Mr Vucic, who convened a high-level meeting of security and military officials on Sunday evening, said the Kosovar government was trying to put him in the same light as President Vladimir V. Putin by blaming the unrest over Serbia’s close relationship with Russia. , a fellow Slavic and Orthodox Christian nation.

Kosovo’s leader, Mr Vucic, said at Sunday’s press conference, tried to capitalize on the global mood by projecting that “the big Putin ordered the little Putin, so the new Zelensky, in the form of Albin Kurti, will a savior and struggle against the great Serbian hegemony.”

Vladimir Djukanovic, a Serbian MP from Mr Vucic’s ruling party, also linked the border spat to the war in Ukraine, tweeting: “It seems to me that Serbia will be forced to start denazification of the Balkans,” a ominous reference to Russia’s justification for the invasion of Ukraine.

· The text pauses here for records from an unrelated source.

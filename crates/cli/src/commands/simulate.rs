//! `simulate` command implementation.

use anyhow::{Context, Result};
use config_loader::ConfigLoader;
use contracts::NodeConfig;
use tracing::{info, warn};

use crate::cli::SimulateArgs;
use crate::error::CliError;
use crate::simulation::Simulation;

/// Execute the `simulate` command
pub async fn run_simulate(args: &SimulateArgs) -> Result<()> {
    let config = load_config(args)?;

    info!(
        cycles = config.simulation.cycles,
        loss_rate = config.link.loss_rate,
        latency_us = config.link.latency_us,
        "Configuration loaded"
    );

    let report = Simulation::new(config, args.seed)
        .run(shutdown_signal())
        .await
        .map_err(|e| CliError::simulation(format!("{e:#}")))?;

    if args.json {
        let json = report.to_json().context("Failed to serialize report")?;
        println!("{json}");
    } else {
        report.print_summary();
    }

    if !report.alignment.is_within_bound() {
        warn!(
            max_abs_us = report.alignment.max_abs_us,
            bound_us = report.alignment.bound_us,
            "Bilateral alignment exceeded its bound"
        );
    }

    info!("Haptic sync simulation finished");
    Ok(())
}

/// Load the config (or defaults) and apply CLI overrides
fn load_config(args: &SimulateArgs) -> Result<NodeConfig> {
    let mut config = match &args.config {
        Some(path) => {
            if !path.exists() {
                return Err(CliError::config_not_found(path.display().to_string()).into());
            }
            info!(config = %path.display(), "Loading configuration");
            ConfigLoader::load_from_path(path)
                .with_context(|| format!("Failed to load config from {}", path.display()))?
        }
        None => {
            info!("No configuration file given, using defaults");
            NodeConfig::default()
        }
    };

    apply_overrides(&mut config, args);
    ConfigLoader::validate(&config).map_err(|e| CliError::config_validation(e.to_string()))?;
    Ok(config)
}

fn apply_overrides(config: &mut NodeConfig, args: &SimulateArgs) {
    if let Some(cycles) = args.cycles {
        info!(cycles, "Overriding cycle count from CLI");
        config.simulation.cycles = cycles;
    }
    if let Some(loss) = args.loss {
        info!(loss, "Overriding link loss rate from CLI");
        config.link.loss_rate = loss;
    }
    if let Some(latency_us) = args.latency_us {
        info!(latency_us, "Overriding link latency from CLI");
        config.link.latency_us = latency_us;
    }
    // the report is built from drift and RTT statistics
    config.latency.enabled = true;
}

/// Resolves on Ctrl+C or SIGTERM
async fn shutdown_signal() {
    let ctrl_c = async {
        if let Err(e) = tokio::signal::ctrl_c().await {
            warn!(error = %e, "Failed to install Ctrl+C handler");
            std::future::pending::<()>().await;
        }
    };

    #[cfg(unix)]
    let terminate = async {
        match tokio::signal::unix::signal(tokio::signal::unix::SignalKind::terminate()) {
            Ok(mut signal) => {
                signal.recv().await;
            }
            Err(e) => {
                warn!(error = %e, "Failed to install SIGTERM handler");
                std::future::pending::<()>().await;
            }
        }
    };

    #[cfg(not(unix))]
    let terminate = std::future::pending::<()>();

    tokio::select! {
        _ = ctrl_c => {},
        _ = terminate => {},
    }
    warn!("Received shutdown signal, stopping session...");
}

Serbia, a candidate for accession to the European Union, has maintained close ties to Moscow and has not joined Western sanctions against Russia, although it did vote in favor of a United Nations resolution condemning Russia’s invasion of Ukraine. Belgrade and Moscow share animosity towards the NATO military alliance over the bombing of Yugoslavia in 1999, when Mr Vucic was a spokesman for Serbian strongman Slobodan Milosevic.

NATO continues to maintain a peacekeeping presence in Kosovo, with a force of approximately 3,700 troops. In a press release, NATO said its forces on the ground were “ready to intervene if stability is threatened”.